Smirnov was sentenced to six years in prison in January 2025 for fabricating claims that Ukrainian gas company Burisma paid Joe and Hunter Biden $5 million each. Hunter alleged that Smirnov has mysteriously vanished from federal prison, saying, "He is on furlough but no one knows where he's been furloughed to and the only passport that he has is an Israeli passport."
Gal Luft's Role
Luft, a dual US-Israeli citizen, was indicted in 2022 on charges of acting as a Chinese foreign agent and brokering deals for illicit weapons and sanctioned Iranian oil. He was arrested in Cyprus in February 2023 but fled while on bail and remains a fugitive. Hunter claimed Israel is shielding him, stating, "Luft, who was a former IDF officer believed to be living in Israel as a fugitive, whom the Israelis will not help us locate."
Personal Confessions
The interview also included Hunter Biden's candid remarks about his struggle with crack addiction. He described it as a slow-motion suicide attempt designed to inflict maximum pain on his family. "I was a coward. I didn't go and just do it. I said, 'Let me do it this way and really really really drag everybody down with me along the way. Let me figure out the way not only to kill myself, but to maybe kill my dad, you know, really hurt my family,'" he told Owens.
Political Context
Hunter Biden became a top target for Donald Trump after the so-called "laptop from hell" surfaced in October 2020, just weeks before the general election. The laptop contained text messages and photos showing Hunter smoking crack and posing nude with prostitutes. Conservatives viewed this as evidence of corruption, while intelligence officials and Democrats dismissed it as Russian disinformation at the time. Twitter and Facebook suppressed the story, fueling Republican outrage and doubts about the election's legitimacy.

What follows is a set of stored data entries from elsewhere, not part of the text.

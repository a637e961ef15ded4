use std::collections::BTreeMap;
use std::sync::{RwLock, RwLockReadGuard, RwLockWriteGuard};

use serde::{Deserialize, Serialize};
use serde_json::Value;
use tracing::debug;

use crate::error::{DocError, DocResult};
use crate::extjson::{oid_value, Document};
use crate::filter::Query;
use crate::object_id::ObjectId;
use crate::traits::{DocumentStore, Namespace};

/// Every database, collection and document held by a store.
#[derive(Clone, Debug, Default, PartialEq, Serialize, Deserialize)]
#[serde(transparent)]
pub struct Catalog {
    databases: BTreeMap<String, BTreeMap<String, Vec<Document>>>,
}

fn id_text(id: &Value) -> String {
    match id {
        Value::String(s) => s.clone(),
        other => other.to_string(),
    }
}

/// `doc` with `id` as its first field.
fn with_id_first(id: Value, doc: Document) -> Document {
    let mut out = Document::new();
    out.insert("_id".to_string(), id);
    for (k, v) in doc {
        if k != "_id" {
            out.insert(k, v);
        }
    }
    out
}

impl Catalog {
    /// Create an empty catalog.
    pub fn new() -> Self {
        Self::default()
    }

    /// Total number of documents.
    pub fn document_count(&self) -> usize {
        self.databases
            .values()
            .flat_map(BTreeMap::values)
            .map(Vec::len)
            .sum()
    }

    fn collection(&self, ns: &Namespace) -> Option<&Vec<Document>> {
        self.databases.get(&ns.database)?.get(&ns.collection)
    }

    fn collection_mut(&mut self, ns: &Namespace) -> Option<&mut Vec<Document>> {
        self.databases.get_mut(&ns.database)?.get_mut(&ns.collection)
    }

    pub fn list_databases(&self) -> Vec<String> {
        self.databases.keys().cloned().collect()
    }

    pub fn list_collections(&self, database: &str) -> Vec<String> {
        self.databases
            .get(database)
            .map(|colls| colls.keys().cloned().collect())
            .unwrap_or_default()
    }

    pub fn find(&self, ns: &Namespace, query: &Query) -> Vec<Document> {
        self.collection(ns)
            .map(|docs| docs.iter().filter(|d| query.matches(d)).cloned().collect())
            .unwrap_or_default()
    }

    pub fn insert_one(&mut self, ns: &Namespace, doc: Document) -> DocResult<Value> {
        let id = match doc.get("_id") {
            Some(id) => id.clone(),
            None => oid_value(ObjectId::new()),
        };
        let docs = self
            .databases
            .entry(ns.database.clone())
            .or_default()
            .entry(ns.collection.clone())
            .or_default();
        if docs.iter().any(|d| d.get("_id") == Some(&id)) {
            return Err(DocError::DuplicateKey { id: id_text(&id) });
        }
        docs.push(with_id_first(id.clone(), doc));
        Ok(id)
    }

    pub fn replace_one(&mut self, ns: &Namespace, query: &Query, doc: Document) -> DocResult<bool> {
        let Some(docs) = self.collection_mut(ns) else {
            return Ok(false);
        };
        let Some(slot) = docs.iter_mut().find(|d| query.matches(d)) else {
            return Ok(false);
        };
        let original = slot.get("_id").cloned().unwrap_or(Value::Null);
        if let Some(replacement) = doc.get("_id") {
            if *replacement != original {
                return Err(DocError::ImmutableId {
                    original: id_text(&original),
                    replacement: id_text(replacement),
                });
            }
        }
        *slot = with_id_first(original, doc);
        Ok(true)
    }

    pub fn delete_one(&mut self, ns: &Namespace, query: &Query) -> bool {
        let Some(docs) = self.collection_mut(ns) else {
            return false;
        };
        match docs.iter().position(|d| query.matches(d)) {
            Some(index) => {
                docs.remove(index);
                true
            }
            None => false,
        }
    }
}

/// In-memory document store.
///
/// Intended for tests. The catalog sits behind a `RwLock`; documents are
/// cloned on read and write.
#[derive(Debug, Default)]
pub struct InMemoryDocumentStore {
    catalog: RwLock<Catalog>,
}

impl InMemoryDocumentStore {
    /// Create a new empty store.
    pub fn new() -> Self {
        Self::default()
    }

    /// Create a store holding an existing catalog.
    pub fn from_catalog(catalog: Catalog) -> Self {
        Self {
            catalog: RwLock::new(catalog),
        }
    }

    /// A copy of the current catalog.
    pub fn snapshot(&self) -> DocResult<Catalog> {
        Ok(self.read()?.clone())
    }

    fn read(&self) -> DocResult<RwLockReadGuard<'_, Catalog>> {
        self.catalog
            .read()
            .map_err(|e| DocError::Unavailable(format!("lock poisoned: {e}")))
    }

    fn write(&self) -> DocResult<RwLockWriteGuard<'_, Catalog>> {
        self.catalog
            .write()
            .map_err(|e| DocError::Unavailable(format!("lock poisoned: {e}")))
    }
}

impl DocumentStore for InMemoryDocumentStore {
    fn list_databases(&self) -> DocResult<Vec<String>> {
        Ok(self.read()?.list_databases())
    }

    fn list_collections(&self, database: &str) -> DocResult<Vec<String>> {
        Ok(self.read()?.list_collections(database))
    }

    fn find(&self, ns: &Namespace, query: &Query) -> DocResult<Vec<Document>> {
        Ok(self.read()?.find(ns, query))
    }

    fn insert_one(&self, ns: &Namespace, doc: Document) -> DocResult<Value> {
        let id = self.write()?.insert_one(ns, doc)?;
        debug!(%ns, id = %id, "document inserted");
        Ok(id)
    }

    fn replace_one(&self, ns: &Namespace, query: &Query, doc: Document) -> DocResult<bool> {
        let replaced = self.write()?.replace_one(ns, query, doc)?;
        debug!(%ns, replaced, "document replaced");
        Ok(replaced)
    }

    fn delete_one(&self, ns: &Namespace, query: &Query) -> DocResult<bool> {
        let deleted = self.write()?.delete_one(ns, query);
        debug!(%ns, deleted, "document deleted");
        Ok(deleted)
    }
}
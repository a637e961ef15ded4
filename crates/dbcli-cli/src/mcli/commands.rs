use std::io::Write;

use colored::Colorize;
use dbcli_doc::ops::describe_id;
use dbcli_doc::{
    add_document, build_filter, delete_document, edit_document, list_documents, show_document,
    DocumentStore, FileDocumentStore, Namespace,
};
use dbcli_editor::{EditOutcome, Editor, ExternalEditor};

use super::cli::{Cli, Command, IdArgs};
use crate::config::Config;
use crate::logging;
use crate::rcli::commands::report_skipped;

/// Database and collection chosen on the command line or in the config.
#[derive(Clone, Debug, Default)]
pub struct Target {
    pub database: Option<String>,
    pub collection: Option<String>,
}

impl Target {
    fn namespace(&self) -> anyhow::Result<Namespace> {
        Ok(Namespace::require(self.database.as_deref(), self.collection.as_deref())?)
    }
}

/// Entry point of the `mcli` binary.
pub fn run(cli: Cli) -> anyhow::Result<()> {
    let config = Config::load(cli.config.as_deref())?;
    logging::init(cli.verbose, config.log_level.as_deref());
    let data_dir = cli.data_dir.clone().unwrap_or_else(|| config.data_dir.clone());
    let store = FileDocumentStore::open_in(&data_dir)?;
    let editor = ExternalEditor::resolve(cli.editor.as_deref().or(config.editor.as_deref()));
    let target = Target {
        database: cli.database.or(config.doc.database),
        collection: cli.collection.or(config.doc.collection),
    };
    let stdout = std::io::stdout();
    run_command(cli.command, &target, &store, &editor, &mut stdout.lock())
}

fn filter_of(args: &IdArgs) -> anyhow::Result<dbcli_doc::Filter> {
    Ok(build_filter(
        args.document_id.as_deref(),
        args.document_object_id.as_deref(),
    )?)
}

/// Execute one subcommand, writing its output to `out`.
pub fn run_command<S, E, W>(
    command: Command,
    target: &Target,
    store: &S,
    editor: &E,
    out: &mut W,
) -> anyhow::Result<()>
where
    S: DocumentStore + ?Sized,
    E: Editor + ?Sized,
    W: Write,
{
    match command {
        Command::ListDbs => {
            for name in store.list_databases()? {
                writeln!(out, "{name}")?;
            }
        }
        Command::ListCols => {
            let database = Namespace::require_database(target.database.as_deref())?;
            for name in store.list_collections(database)? {
                writeln!(out, "{name}")?;
            }
        }
        Command::ListDocs(args) => {
            let ns = target.namespace()?;
            for line in list_documents(store, &ns, &args.filter)? {
                writeln!(out, "{line}")?;
            }
        }
        Command::ShowDoc(args) => {
            let ns = target.namespace()?;
            let filter = filter_of(&args.id)?;
            writeln!(out, "{}", show_document(store, &ns, &filter, args.flatten)?)?;
        }
        Command::AddDoc => {
            let ns = target.namespace()?;
            match add_document(store, &ns, editor)? {
                EditOutcome::Committed(id) => {
                    writeln!(out, "{} Inserted {}", "✓".green().bold(), describe_id(&id).yellow())?
                }
                other => report_skipped(out, "Document was not added", &other)?,
            }
        }
        Command::EditDoc(args) => {
            let ns = target.namespace()?;
            let filter = filter_of(&args)?;
            match edit_document(store, &ns, &filter, editor)? {
                EditOutcome::Committed(()) => writeln!(
                    out,
                    "{} Edited document {}",
                    "✓".green().bold(),
                    describe_id(&filter.id_value()).yellow()
                )?,
                other => report_skipped(out, "Document was not edited", &other)?,
            }
        }
        Command::DelDoc(args) => {
            let ns = target.namespace()?;
            let filter = filter_of(&args)?;
            let label = describe_id(&filter.id_value());
            if delete_document(store, &ns, &filter)? {
                writeln!(out, "{} Deleted document {}", "✓".green().bold(), label.yellow())?;
            } else {
                writeln!(out, "No document {}", label.yellow())?;
            }
        }
    }
    Ok(())
}

#[cfg(test)]
mod tests {
    use super::*;
    use crate::mcli::cli::{ListDocsArgs, ShowDocArgs};
    use dbcli_doc::{DocError, InMemoryDocumentStore, ObjectId};
    use dbcli_editor::ScriptedEditor;

    fn target() -> Target {
        Target {
            database: Some("mcli_db_test".into()),
            collection: Some("first".into()),
        }
    }

    fn exec(command: Command, target: &Target, store: &InMemoryDocumentStore, editor: &ScriptedEditor) -> anyhow::Result<String> {
        colored::control::set_override(false);
        let mut out = Vec::new();
        run_command(command, target, store, editor, &mut out)?;
        Ok(String::from_utf8(out).unwrap())
    }

    fn by_id(id: &str) -> IdArgs {
        IdArgs {
            document_id: Some(id.into()),
            document_object_id: None,
        }
    }

    #[test]
    fn add_list_show_edit_delete() {
        let store = InMemoryDocumentStore::new();
        let editor = ScriptedEditor::new()
            .respond(r#"{"_id": "12", "key1": "value1"}"#)
            .respond(r#"{"key2": "value3"}"#)
            .respond(r#"{"_id": "12", "new_key1": "new_value1"}"#);
        let t = target();

        assert!(exec(Command::AddDoc, &t, &store, &editor).unwrap().contains("Inserted 12"));
        let second = exec(Command::AddDoc, &t, &store, &editor).unwrap();
        assert!(second.contains("Inserted ObjectId: "));
        let hex = second.trim_end().rsplit(' ').next().unwrap().to_string();
        assert!(hex.parse::<ObjectId>().is_ok());

        let listed = exec(Command::ListDocs(ListDocsArgs { filter: "{}".into() }), &t, &store, &editor).unwrap();
        assert_eq!(listed, format!("12\nObjectId: {hex}\n"));

        let shown = exec(
            Command::ShowDoc(ShowDocArgs {
                id: IdArgs {
                    document_id: None,
                    document_object_id: Some(hex.clone()),
                },
                flatten: false,
            }),
            &t,
            &store,
            &editor,
        )
        .unwrap();
        assert_eq!(shown, format!("{{\n    \"_id\": \"{hex}\",\n    \"key2\": \"value3\"\n}}\n"));

        assert!(exec(Command::EditDoc(by_id("12")), &t, &store, &editor).unwrap().contains("Edited document 12"));
        let shown = exec(
            Command::ShowDoc(ShowDocArgs { id: by_id("12"), flatten: true }),
            &t,
            &store,
            &editor,
        )
        .unwrap();
        assert_eq!(shown, "_id: 12\nnew_key1: new_value1\n");

        assert!(exec(Command::DelDoc(by_id("12")), &t, &store, &editor).unwrap().contains("Deleted document 12"));
        assert!(exec(Command::DelDoc(by_id("12")), &t, &store, &editor).unwrap().contains("No document 12"));
    }

    #[test]
    fn listings() {
        let store = InMemoryDocumentStore::new();
        let editor = ScriptedEditor::new().respond("{}");
        exec(Command::AddDoc, &target(), &store, &editor).unwrap();
        assert_eq!(exec(Command::ListDbs, &target(), &store, &editor).unwrap(), "mcli_db_test\n");
        assert_eq!(exec(Command::ListCols, &target(), &store, &editor).unwrap(), "first\n");
    }

    #[test]
    fn namespace_and_identifier_errors() {
        let store = InMemoryDocumentStore::new();
        let editor = ScriptedEditor::new();
        let no_ns = Target::default();

        let err = exec(Command::ListCols, &no_ns, &store, &editor).unwrap_err();
        assert!(matches!(err.downcast_ref::<DocError>(), Some(DocError::MissingNamespace(_))));

        let db_only = Target {
            database: Some("db".into()),
            collection: None,
        };
        let err = exec(Command::AddDoc, &db_only, &store, &editor).unwrap_err();
        assert!(matches!(err.downcast_ref::<DocError>(), Some(DocError::MissingNamespace(_))));

        let neither = IdArgs {
            document_id: None,
            document_object_id: None,
        };
        let err = exec(Command::DelDoc(neither), &target(), &store, &editor).unwrap_err();
        assert!(matches!(err.downcast_ref::<DocError>(), Some(DocError::MissingIdentifier)));

        let both = IdArgs {
            document_id: Some("1".into()),
            document_object_id: Some("5f1b2c3d4e5f6a7b8c9d0e1f".into()),
        };
        let err = exec(Command::EditDoc(both), &target(), &store, &editor).unwrap_err();
        assert!(matches!(err.downcast_ref::<DocError>(), Some(DocError::ConflictingIdentifiers)));
    }
}
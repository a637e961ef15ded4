//! Glob-style key pattern matching.
//!
//! Supported syntax:
//! - `*` matches any run of bytes, including none
//! - `?` matches exactly one byte
//! - `[abc]`, `[a-z]` and `[^a]` match one byte from (or not from) a class
//! - `\x` matches `x` literally

/// Returns `true` if `text` matches the glob `pattern`.
///
/// # Examples
///
/// ```
/// use dbcli_kv::glob::glob_match;
///
/// assert!(glob_match(b"user:*", b"user:42"));
/// assert!(glob_match(b"h?llo", b"hallo"));
/// assert!(!glob_match(b"h[^e]llo", b"hello"));
/// ```
pub fn glob_match(pattern: &[u8], text: &[u8]) -> bool {
    let (mut p, mut t) = (0, 0);
    // Pattern index after the last `*` and the text index it is retried from.
    let mut star: Option<(usize, usize)> = None;
    while t < text.len() {
        if pattern.get(p) == Some(&b'*') {
            p += 1;
            star = Some((p, t));
            continue;
        }
        if let Some(next) = match_one(pattern, p, text[t]) {
            p = next;
            t += 1;
            continue;
        }
        match star {
            Some((after_star, from)) => {
                p = after_star;
                t = from + 1;
                star = Some((after_star, t));
            }
            None => return false,
        }
    }
    pattern[p..].iter().all(|&b| b == b'*')
}

/// Match the single-byte token at `p` against `byte`, returning the index of
/// the next token.
fn match_one(pattern: &[u8], p: usize, byte: u8) -> Option<usize> {
    match pattern.get(p).copied()? {
        b'?' => Some(p + 1),
        b'[' => {
            let (matched, next) = match_class(pattern, p + 1, byte);
            matched.then_some(next)
        }
        b'\\' if p + 1 < pattern.len() => (pattern[p + 1] == byte).then_some(p + 2),
        literal => (literal == byte).then_some(p + 1),
    }
}

/// Match `byte` against the class starting at `start` (just past `[`).
///
/// Returns whether it matched and the pattern index after the closing `]`.
/// An unterminated class extends to the end of the pattern.
fn match_class(pattern: &[u8], start: usize, byte: u8) -> (bool, usize) {
    let mut i = start;
    let negate = i < pattern.len() && pattern[i] == b'^';
    if negate {
        i += 1;
    }
    let mut matched = false;
    while i < pattern.len() {
        match pattern[i] {
            b']' => {
                i += 1;
                return (matched != negate, i);
            }
            b'\\' if i + 1 < pattern.len() => {
                matched |= pattern[i + 1] == byte;
                i += 2;
            }
            lo if i + 2 < pattern.len() && pattern[i + 1] == b'-' => {
                let hi = pattern[i + 2];
                let (lo, hi) = if lo <= hi { (lo, hi) } else { (hi, lo) };
                matched |= (lo..=hi).contains(&byte);
                i += 3;
            }
            other => {
                matched |= other == byte;
                i += 1;
            }
        }
    }
    (matched != negate, i)
}
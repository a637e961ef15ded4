//! Command-line front ends for the dbcli administration tools.
//!
//! - [`rcli`] -- key-value store client
//! - [`mcli`] -- document store client
//!
//! Both binaries share [`config`] loading and [`logging`] setup. Data goes
//! to standard output; diagnostics go to standard error.

pub mod config;
pub mod logging;
pub mod mcli;
pub mod rcli;
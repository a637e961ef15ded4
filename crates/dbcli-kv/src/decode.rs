//! Conversion of raw store values into plain JSON.
//!
//! The decoder is all-or-nothing: either every byte-string leaf becomes text
//! or the whole value is rejected. A half-decoded tree would not survive a
//! trip through a text editor.

use serde_json::{Map, Number, Value};

use crate::error::DecodeError;
use crate::raw::RawValue;

/// Leading bytes of a serialized HyperLogLog sketch.
pub const HLL_HEADER: &[u8] = b"HYLL";

/// Decode a raw store value into a JSON tree of strings and numbers.
///
/// Byte strings must be UTF-8. Floats and integers pass through as numbers,
/// with integral floats written as integers; non-finite floats become the
/// text `"inf"`, `"-inf"` or `"nan"`. Binary data carrying the HyperLogLog
/// header is rejected as [`DecodeError::Opaque`].
pub fn decode(raw: &RawValue) -> Result<Value, DecodeError> {
    match raw {
        RawValue::Nil => Ok(Value::Null),
        RawValue::Int(n) => Ok(Value::Number((*n).into())),
        RawValue::Float(f) => Ok(float_value(*f)),
        RawValue::Bytes(bytes) => decode_text(bytes).map(Value::String),
        RawValue::Array(items) => items.iter().map(decode).collect::<Result<_, _>>().map(Value::Array),
        RawValue::Map(pairs) => {
            let mut object = Map::new();
            for (key, value) in pairs {
                object.insert(decode_key(key)?, decode(value)?);
            }
            Ok(Value::Object(object))
        }
    }
}

/// Decode one byte string as text.
///
/// Valid UTF-8 is always text, whatever it starts with.
pub fn decode_text(bytes: &[u8]) -> Result<String, DecodeError> {
    String::from_utf8(bytes.to_vec()).map_err(|e| {
        if bytes.starts_with(HLL_HEADER) {
            DecodeError::Opaque
        } else {
            DecodeError::InvalidText {
                valid_up_to: e.utf8_error().valid_up_to(),
            }
        }
    })
}

fn decode_key(key: &RawValue) -> Result<String, DecodeError> {
    match key {
        RawValue::Bytes(bytes) => decode_text(bytes),
        RawValue::Int(n) => Ok(n.to_string()),
        RawValue::Float(f) => Ok(f.to_string()),
        _ => Err(DecodeError::NonTextKey),
    }
}

/// Bounds of the floats that convert to `i64` exactly.
const I64_LOW: f64 = -9_223_372_036_854_775_808.0;
const I64_HIGH: f64 = 9_223_372_036_854_775_808.0;

fn float_value(f: f64) -> Value {
    if f.is_finite() && f.fract() == 0.0 && (I64_LOW..I64_HIGH).contains(&f) {
        return Value::Number((f as i64).into());
    }
    match Number::from_f64(f) {
        Some(n) => Value::Number(n),
        None if f.is_nan() => Value::String("nan".into()),
        None if f > 0.0 => Value::String("inf".into()),
        None => Value::String("-inf".into()),
    }
}
//! Whole-file replacement for the snapshot backends.

use std::fs;
use std::io::{self, Write};
use std::path::Path;

use tempfile::NamedTempFile;

/// Write `bytes` to `path` so that readers see either the old or the new
/// content, never a mix.
///
/// The data goes to a temp file in the target's directory, is synced, and is
/// renamed over `path`. Missing parent directories are created.
pub fn write_atomic(path: &Path, bytes: &[u8]) -> io::Result<()> {
    let parent = match path.parent() {
        Some(p) if !p.as_os_str().is_empty() => p,
        _ => Path::new("."),
    };
    fs::create_dir_all(parent)?;
    let mut tmp = NamedTempFile::new_in(parent)?;
    tmp.write_all(bytes)?;
    tmp.as_file().sync_all()?;
    tmp.persist(path).map_err(|e| e.error)?;
    Ok(())
}
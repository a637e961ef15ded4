//! Document side of the dbcli administration tools.
//!
//! Documents are ordered JSON objects in canonical extended JSON: object
//! ids as `{"$oid": ...}` and timestamps as `{"$date": ...}`. Commands show
//! them relaxed (plain hex and ISO-8601 text) and edit them canonical, so
//! typed values survive a trip through a text editor.
//!
//! # Modules
//!
//! - [`object_id`] -- 12-byte [`ObjectId`] with hex text form and timestamp
//! - [`extjson`] -- wrapper detection, relaxed rendering, document parsing
//! - [`filter`] -- [`Filter`] from `-i`/`-o` values and the equality [`Query`]
//! - [`flatten`] -- `a_b_0: value` lines
//! - [`ops`] -- list, show, add, edit and delete commands
//!
//! # Storage Backends
//!
//! All backends implement the [`DocumentStore`] trait:
//!
//! - [`InMemoryDocumentStore`] -- catalog behind an `RwLock`, for tests
//! - [`FileDocumentStore`] -- the in-memory store persisted to a JSON snapshot

pub mod error;
pub mod extjson;
pub mod file;
pub mod filter;
pub mod flatten;
pub mod memory;
pub mod object_id;
pub mod ops;
pub mod traits;

pub use error::{DocError, DocResult};
pub use extjson::Document;
pub use file::FileDocumentStore;
pub use filter::{build as build_filter, Filter, Query};
pub use memory::{Catalog, InMemoryDocumentStore};
pub use object_id::ObjectId;
pub use ops::{add_document, delete_document, edit_document, list_documents, show_document};
pub use traits::{DocumentStore, Namespace};
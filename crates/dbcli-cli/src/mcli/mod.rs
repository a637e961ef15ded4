//! The `mcli` document client.

pub mod cli;
pub mod commands;

pub use cli::Cli;
pub use commands::{run, run_command, Target};
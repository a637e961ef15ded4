//! The `rcli` key-value client.

pub mod cli;
pub mod commands;

pub use cli::Cli;
pub use commands::{run, run_command};
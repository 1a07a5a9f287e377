use axum::extract::rejection::QueryRejection;
use axum::extract::{Query, State};
use axum::http::HeaderMap;
use axum::Json;
use log::{debug, info};
use serde::Deserialize;
use serde_json::{json, Value};

use super::{authenticate, SharedState};
use crate::auth::CallbackResponse;
use crate::errors::ApiResult;

#[derive(Debug, Deserialize)]
pub struct CallbackQuery {
    #[serde(default)]
    pub code: Option<String>,
    /// Granted scopes as echoed by the provider. Informational only.
    #[serde(default)]
    pub scope: Option<String>,
}

pub async fn login(State(state): State<SharedState>) -> ApiResult<Json<Value>> {
    let auth_url = state.oauth.build_login_url()?;
    info!("Issued consent URL");
    Ok(Json(json!({ "auth_url": auth_url })))
}

pub async fn callback(
    State(state): State<SharedState>,
    query: Result<Query<CallbackQuery>, QueryRejection>,
) -> ApiResult<Json<CallbackResponse>> {
    let Query(query) = query?;
    if let Some(scope) = &query.scope {
        debug!("Callback reports granted scopes: {}", scope);
    }
    let code = query.code.unwrap_or_default();
    let response = state.oauth.handle_callback(state.codes.as_ref(), &code).await?;
    Ok(Json(response))
}

pub async fn verify(State(state): State<SharedState>, headers: HeaderMap) -> ApiResult<Json<Value>> {
    let user = authenticate(&state, &headers).await?;
    Ok(Json(json!({
        "status": "success",
        "user_email": user.identity.email,
        "user_name": user.identity.name,
        "message": "Authentication successful",
    })))
}

/// Older frontends call this instead of `verify`.
pub async fn test_auth(
    State(state): State<SharedState>,
    headers: HeaderMap,
) -> ApiResult<Json<Value>> {
    let user = authenticate(&state, &headers).await?;
    Ok(Json(json!({
        "status": "success",
        "user_email": user.identity.email,
        "user_name": user.identity.name,
        "message": "Authentication successful",
        "token_length": user.access_token.chars().count(),
    })))
}

/// Tokens live on the client, so there is nothing to revoke here.
pub async fn logout() -> Json<Value> {
    Json(json!({
        "status": "success",
        "message": "Logged out successfully",
    }))
}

Hunter's appointment to Burisma's board in 2014, a position that paid $50,000 a month for five years despite his lack of energy sector experience, has also drawn scrutiny. However, no evidence has emerged that Joe Biden ever accepted bribes. Smirnov, an FBI informant for over a decade, told investigators that Russian intelligence agents were involved in supplying the story about the Bidens, claiming that a hotel where Hunter stayed in Kyiv was wiretapped and under Moscow's control.